Researcher Affiliation Collaboration 1Massachusetts Institute of Technology 2Lab Six.
Pseudocode No The paper describes algorithms and optimization procedures in text but does not contain structured pseudocode or explicitly labeled algorithm blocks.
Open Source Code No No explicit statement or link to open-source code for the described methodology was found in the paper. The paper only links to a video demonstrating results.
Open Datasets Yes In our experiments, we use Tensor Flow s standard pretrained Inception V3 classifier (Szegedy et al., 2015) which has 78.0% top-1 accuracy on Image Net.
Dataset Splits Yes We take the first 1000 images in the Image Net validation set, randomly choose a target class for each image, and use EOT to synthesize an adversarial example that is robust over the chosen distribution.

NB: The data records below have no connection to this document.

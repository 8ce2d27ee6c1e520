//! Keyword Extractor Registry
//!
//! Auto-registration system for keyword extractors using linkme distributed slices.

use std::sync::Arc;

use crate::ports::providers::KeywordExtractor;

/// Configuration for keyword extractor creation
#[derive(Debug, Clone, Default)]
pub struct KeywordProviderConfig {
    /// Provider name (e.g., "null", "frequency")
    pub provider: String,
    /// Minimum token length considered a keyword candidate
    pub min_word_length: Option<usize>,
}

impl KeywordProviderConfig {
    /// Create a new config with the given provider name
    pub fn new(provider: impl Into<String>) -> Self {
        Self {
            provider: provider.into(),
            ..Default::default()
        }
    }

    /// Set the minimum word length
    pub fn with_min_word_length(mut self, min_word_length: usize) -> Self {
        self.min_word_length = Some(min_word_length);
        self
    }
}

/// Registry entry for keyword extractors
pub struct KeywordProviderEntry {
    /// Unique provider name
    pub name: &'static str,
    /// Human-readable description
    pub description: &'static str,
    /// Factory function to create extractor instance
    pub factory: fn(&KeywordProviderConfig) -> Result<Arc<dyn KeywordExtractor>, String>,
}

#[linkme::distributed_slice]
pub static KEYWORD_PROVIDERS: [KeywordProviderEntry] = [..];

/// Resolve keyword extractor by name from registry
pub fn resolve_keyword_provider(
    config: &KeywordProviderConfig,
) -> Result<Arc<dyn KeywordExtractor>, String> {
    let provider_name = &config.provider;

    for entry in KEYWORD_PROVIDERS {
        if entry.name == provider_name {
            return (entry.factory)(config);
        }
    }

    let available: Vec<&str> = KEYWORD_PROVIDERS.iter().map(|e| e.name).collect();

    Err(format!(
        "Unknown keyword provider '{}'. Available providers: {:?}",
        provider_name, available
    ))
}

/// List all registered keyword extractors as (name, description) tuples
pub fn list_keyword_providers() -> Vec<(&'static str, &'static str)> {
    KEYWORD_PROVIDERS
        .iter()
        .map(|e| (e.name, e.description))
        .collect()
}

Hardware Specification No No specific hardware details (like GPU/CPU models, memory, or cloud instance types) used for running experiments are provided in the paper.
Software Dependencies No The paper mentions 'Tensor Flow s standard pretrained Inception V3 classifier' but does not provide specific version numbers for TensorFlow or any other software dependencies.
Experiment Setup Yes We use a fixed λ in our Lagrangian to constrain visual similarity. ... We searched over several λ values in our Lagrangian for each example / target class pair. In our final evaluation, we used the example with the smallest λ that still maintained 90% adversariality over 100 held out, random transformations. ... we approximate the expectation over transformation by taking the mean loss over batches of size 40; furthermore, due to the computational expense of computing new poses, we reuse up to 80% of the batch at each iteration, but enforce that each batch contain at least 8 new poses.